Dataset content Start Marker

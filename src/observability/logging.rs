//! Structured logging.
//!
//! # Responsibilities
//! - Install the global `tracing` subscriber
//! - Honor `RUST_LOG`, falling back to the configured level
//!
//! # Design Decisions
//! - Human-readable fmt output; this is a developer tool
//! - A second init is ignored rather than treated as an error

use tracing_subscriber::{layer::SubscriberExt, util::SubscriberInitExt, EnvFilter};

/// Default directives when `RUST_LOG` is unset.
pub fn default_directives(level: &str) -> String {
    format!("routekit={},tower_http=warn", level)
}

/// Initialize logging with `level` applied to this crate.
pub fn init(level: &str) {
    let filter = EnvFilter::try_from_default_env()
        .unwrap_or_else(|_| EnvFilter::new(default_directives(level)));

    let _ = tracing_subscriber::registry()
        .with(filter)
        .with(tracing_subscriber::fmt::layer().with_target(true))
        .try_init();
}
//! routekit: file-system routed module server and production builder.

// Core model
pub mod graph;
pub mod routing;
pub mod specifier;

// Serving
pub mod cache;
pub mod net;
pub mod server;
pub mod transform;

// Build
pub mod build;

// Cross-cutting concerns
pub mod config;
pub mod lifecycle;
pub mod observability;

pub use build::BuildPipeline;
pub use config::AppConfig;
pub use graph::DependencyGraph;
pub use lifecycle::Shutdown;
pub use server::ModuleServer;
//! Shared utilities for integration testing.

#![allow(dead_code)]

use async_trait::async_trait;
use std::collections::HashMap;
use std::path::Path;
use std::sync::atomic::{AtomicUsize, Ordering};
use std::sync::{Arc, Mutex};

use routekit::build::{BundlePlugin, BundleRequest, Bundler, BuildError};
use routekit::cache::{CacheError, CachedContent, ContentCache};
use routekit::config::{load_import_map, load_project_config};
use routekit::server::{ModuleServer, ServerContext, ServerHook};
use routekit::transform::TransformPipeline;

pub const FRAMEWORK_URL: &str = "https://fw.test/routekit";

/// Write `files` (relative path, contents) under `root`.
pub fn write_fixture(root: &Path, files: &[(&str, &str)]) {
    for (rel, contents) in files {
        let path = root.join(rel);
        if let Some(parent) = path.parent() {
            std::fs::create_dir_all(parent).unwrap();
        }
        std::fs::write(path, contents).unwrap();
    }
}

/// A `routekit.toml` with file-system routes under `./routes`.
pub fn project_config(port: u16) -> String {
    format!(
        "framework_url = \"{FRAMEWORK_URL}\"\n\n\
         [routes]\ndir = \"./routes\"\nexts = [\"tsx\", \"ts\"]\n\n\
         [module_server]\nport = {port}\n\n\
         [build]\noutput_dir = \"dist\"\n"
    )
}

/// Framework runtime modules the build pulls in.
pub fn framework_modules() -> HashMap<String, String> {
    HashMap::from([
        (
            format!("{FRAMEWORK_URL}/framework/core/style.ts"),
            "export function applyCSS(id: string, css: string) {}\n".to_string(),
        ),
        (
            format!("{FRAMEWORK_URL}/server/mod.ts"),
            "export function serve() {}\n".to_string(),
        ),
    ])
}

/// In-memory content cache; localhost URLs are fetched for real.
pub struct TestCache {
    entries: HashMap<String, String>,
    client: reqwest::Client,
    pub fetched: Mutex<Vec<String>>,
}

impl TestCache {
    pub fn new(entries: HashMap<String, String>) -> Self {
        Self {
            entries,
            client: reqwest::Client::new(),
            fetched: Mutex::new(Vec::new()),
        }
    }
}

#[async_trait]
impl ContentCache for TestCache {
    async fn get(&self, url: &str) -> Result<CachedContent, CacheError> {
        self.fetched.lock().unwrap().push(url.to_string());
        if let Some(text) = self.entries.get(url) {
            return Ok(CachedContent::new(url, text.clone()).with_header("content-type", "application/typescript"));
        }
        if url.starts_with("http://localhost:") || url.starts_with("http://127.0.0.1:") {
            let res = self
                .client
                .get(url)
                .send()
                .await
                .map_err(|source| CacheError::Request { url: url.to_string(), source })?;
            let status = res.status().as_u16();
            if status != 200 {
                return Err(CacheError::Status { url: url.to_string(), status });
            }
            let text = res
                .text()
                .await
                .map_err(|source| CacheError::Request { url: url.to_string(), source })?;
            return Ok(CachedContent::new(url, text).with_header("content-type", "application/javascript"));
        }
        Err(CacheError::Status { url: url.to_string(), status: 404 })
    }
}

/// Bundler that records what it was asked to do.
#[derive(Default)]
pub struct RecordingBundler {
    pub requests: Mutex<Vec<BundleRequest>>,
    pub stops: AtomicUsize,
    pub fail: bool,
}

impl RecordingBundler {
    pub fn failing() -> Self {
        Self {
            fail: true,
            ..Default::default()
        }
    }

    pub fn stop_count(&self) -> usize {
        self.stops.load(Ordering::SeqCst)
    }

    pub fn entry(&self) -> String {
        self.requests.lock().unwrap().last().map(|r| r.contents.clone()).unwrap_or_default()
    }
}

#[async_trait]
impl Bundler for RecordingBundler {
    async fn bundle(&self, request: BundleRequest, _plugin: &dyn BundlePlugin) -> Result<(), BuildError> {
        for inject in &request.inject {
            assert!(inject.exists(), "injected file missing during bundling");
        }
        self.requests.lock().unwrap().push(request);
        if self.fail {
            return Err(BuildError::Bundle("bundler exploded".to_string()));
        }
        Ok(())
    }

    async fn stop(&self) {
        self.stops.fetch_add(1, Ordering::SeqCst);
    }
}

/// Load the project at `root` into a server context backed by `cache`.
pub fn context(root: &Path, cache: Arc<dyn ContentCache>) -> Arc<ServerContext> {
    let config = load_project_config(root).unwrap();
    let import_map = load_import_map(root, config.import_map.as_deref()).unwrap();
    let pipeline = TransformPipeline::new(root, Arc::new(import_map), cache);
    Arc::new(ServerContext::new(root, config, pipeline).unwrap())
}

pub fn server(ctx: &Arc<ServerContext>) -> ModuleServer {
    ModuleServer::new(ctx.clone(), ServerHook::Default)
}
//! Module server subsystem.
//!
//! # Data Flow
//! ```text
//! GET /routes/index.tsx?v=18c4f2   GET /-/esm.sh/react@18   GET /app.css?module
//!     → server.rs (request id, trace, CORS header)
//!     → hook.rs (custom handler may answer first)
//!     → transform pipeline (compile + mark graph)
//!     → static file fallback (mime_guess)
//!
//! Dev mode:
//!     notify events → watcher.rs
//!         route file added/removed → context.rs refresh_routes
//!         module modified          → graph.update + affected dependents
//!         routekit.toml modified   → reload config + refresh routes
//! ```
//!
//! # Design Decisions
//! - All shared state lives in one `ServerContext` owned by the server
//! - The bound port is published to the context; companions get it in their environment
//! - Shutdown stops accepting immediately

pub mod context;
pub mod hook;
pub mod resolver;
pub mod server;
pub mod watcher;

pub use context::{ServerContext, MODULES_PORT_ENV};
pub use hook::{FetchHandler, ServerHook};
pub use resolver::{HttpModuleResolver, ModuleResolver};
pub use server::ModuleServer;
pub use watcher::{ChangeKind, DevWatcher, ModuleChange};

Dataset content End Marker

### What you are asked to do
Each line of the data has to be written out exactly as it appears.

### Written answer
filename src/observability/logging.rs
//! Structured logging.
//!
//! # Responsibilities
//! - Install the global `tracing` subscriber
//! - Honor `RUST_LOG`, falling back to the configured level
//!
//! # Design Decisions
//! - Human-readable fmt output; this is a developer tool
//! - A second init is ignored rather than treated as an error

use tracing_subscriber::{layer::SubscriberExt, util::SubscriberInitExt, EnvFilter};

/// Default directives when `RUST_LOG` is unset.
pub fn default_directives(level: &str) -> String {
    format!("routekit={},tower_http=warn", level)
}

/// Initialize logging with `level` applied to this crate.
pub fn init(level: &str) {
    let filter = EnvFilter::try_from_default_env()
        .unwrap_or_else(|_| EnvFilter::new(default_directives(level)));

    let _ = tracing_subscriber::registry()
        .with(filter)
        .with(tracing_subscriber::fmt::layer().with_target(true))
        .try_init();
}
//! routekit: file-system routed module server and production builder.

// Core model
pub mod graph;
pub mod routing;
pub mod specifier;

// Serving
pub mod cache;
pub mod net;
pub mod server;
pub mod transform;

// Build
pub mod build;

// Cross-cutting concerns
pub mod config;
pub mod lifecycle;
pub mod observability;

pub use build::BuildPipeline;
pub use config::AppConfig;
pub use graph::DependencyGraph;
pub use lifecycle::Shutdown;
pub use server::ModuleServer;
//! Shared utilities for integration testing.

#![allow(dead_code)]

use async_trait::async_trait;
use std::collections::HashMap;
use std::path::Path;
use std::sync::atomic::{AtomicUsize, Ordering};
use std::sync::{Arc, Mutex};

use routekit::build::{BundlePlugin, BundleRequest, Bundler, BuildError};
use routekit::cache::{CacheError, CachedContent, ContentCache};
use routekit::config::{load_import_map, load_project_config};
use routekit::server::{ModuleServer, ServerContext, ServerHook};
use routekit::transform::TransformPipeline;

pub const FRAMEWORK_URL: &str = "https://fw.test/routekit";

/// Write `files` (relative path, contents) under `root`.
pub fn write_fixture(root: &Path, files: &[(&str, &str)]) {
    for (rel, contents) in files {
        let path = root.join(rel);
        if let Some(parent) = path.parent() {
            std::fs::create_dir_all(parent).unwrap();
        }
        std::fs::write(path, contents).unwrap();
    }
}

/// A `routekit.toml` with file-system routes under `./routes`.
pub fn project_config(port: u16) -> String {
    format!(
        "framework_url = \"{FRAMEWORK_URL}\"\n\n\
         [routes]\ndir = \"./routes\"\nexts = [\"tsx\", \"ts\"]\n\n\
         [module_server]\nport = {port}\n\n\
         [build]\noutput_dir = \"dist\"\n"
    )
}

/// Framework runtime modules the build pulls in.
pub fn framework_modules() -> HashMap<String, String> {
    HashMap::from([
        (
            format!("{FRAMEWORK_URL}/framework/core/style.ts"),
            "export function applyCSS(id: string, css: string) {}\n".to_string(),
        ),
        (
            format!("{FRAMEWORK_URL}/server/mod.ts"),
            "export function serve() {}\n".to_string(),
        ),
    ])
}

/// In-memory content cache; localhost URLs are fetched for real.
pub struct TestCache {
    entries: HashMap<String, String>,
    client: reqwest::Client,
    pub fetched: Mutex<Vec<String>>,
}

impl TestCache {
    pub fn new(entries: HashMap<String, String>) -> Self {
        Self {
            entries,
            client: reqwest::Client::new(),
            fetched: Mutex::new(Vec::new()),
        }
    }
}

#[async_trait]
impl ContentCache for TestCache {
    async fn get(&self, url: &str) -> Result<CachedContent, CacheError> {
        self.fetched.lock().unwrap().push(url.to_string());
        if let Some(text) = self.entries.get(url) {
            return Ok(CachedContent::new(url, text.clone()).with_header("content-type", "application/typescript"));
        }
        if url.starts_with("http://localhost:") || url.starts_with("http://127.0.0.1:") {
            let res = self
                .client
                .get(url)
                .send()
                .await
                .map_err(|source| CacheError::Request { url: url.to_string(), source })?;
            let status = res.status().as_u16();
            if status != 200 {
                return Err(CacheError::Status { url: url.to_string(), status });
            }
            let text = res
                .text()
                .await
                .map_err(|source| CacheError::Request { url: url.to_string(), source })?;
            return Ok(CachedContent::new(url, text).with_header("content-type", "application/javascript"));
        }
        Err(CacheError::Status { url: url.to_string(), status: 404 })
    }
}

/// Bundler that records what it was asked to do.
#[derive(Default)]
pub struct RecordingBundler {
    pub requests: Mutex<Vec<BundleRequest>>,
    pub stops: AtomicUsize,
    pub fail: bool,
}

impl RecordingBundler {
    pub fn failing() -> Self {
        Self {
            fail: true,
            ..Default::default()
        }
    }

    pub fn stop_count(&self) -> usize {
        self.stops.load(Ordering::SeqCst)
    }

    pub fn entry(&self) -> String {
        self.requests.lock().unwrap().last().map(|r| r.contents.clone()).unwrap_or_default()
    }
}

#[async_trait]
impl Bundler for RecordingBundler {
    async fn bundle(&self, request: BundleRequest, _plugin: &dyn BundlePlugin) -> Result<(), BuildError> {
        for inject in &request.inject {
            assert!(inject.exists(), "injected file missing during bundling");
        }
        self.requests.lock().unwrap().push(request);
        if self.fail {
            return Err(BuildError::Bundle("bundler exploded".to_string()));
        }
        Ok(())
    }

    async fn stop(&self) {
        self.stops.fetch_add(1, Ordering::SeqCst);
    }
}

/// Load the project at `root` into a server context backed by `cache`.
pub fn context(root: &Path, cache: Arc<dyn ContentCache>) -> Arc<ServerContext> {
    let config = load_project_config(root).unwrap();
    let import_map = load_import_map(root, config.import_map.as_deref()).unwrap();
    let pipeline = TransformPipeline::new(root, Arc::new(import_map), cache);
    Arc::new(ServerContext::new(root, config, pipeline).unwrap())
}

pub fn server(ctx: &Arc<ServerContext>) -> ModuleServer {
    ModuleServer::new(ctx.clone(), ServerHook::Default)
}
//! Module server subsystem.
//!
//! # Data Flow
//! ```text
//! GET /routes/index.tsx?v=18c4f2   GET /-/esm.sh/react@18   GET /app.css?module
//!     → server.rs (request id, trace, CORS header)
//!     → hook.rs (custom handler may answer first)
//!     → transform pipeline (compile + mark graph)
//!     → static file fallback (mime_guess)
//!
//! Dev mode:
//!     notify events → watcher.rs
//!         route file added/removed → context.rs refresh_routes
//!         module modified          → graph.update + affected dependents
//!         routekit.toml modified   → reload config + refresh routes
//! ```
//!
//! # Design Decisions
//! - All shared state lives in one `ServerContext` owned by the server
//! - The bound port is published to the context; companions get it in their environment
//! - Shutdown stops accepting immediately

pub mod context;
pub mod hook;
pub mod resolver;
pub mod server;
pub mod watcher;

pub use context::{ServerContext, MODULES_PORT_ENV};
pub use hook::{FetchHandler, ServerHook};
pub use resolver::{HttpModuleResolver, ModuleResolver};
pub use server::ModuleServer;
pub use watcher::{ChangeKind, DevWatcher, ModuleChange};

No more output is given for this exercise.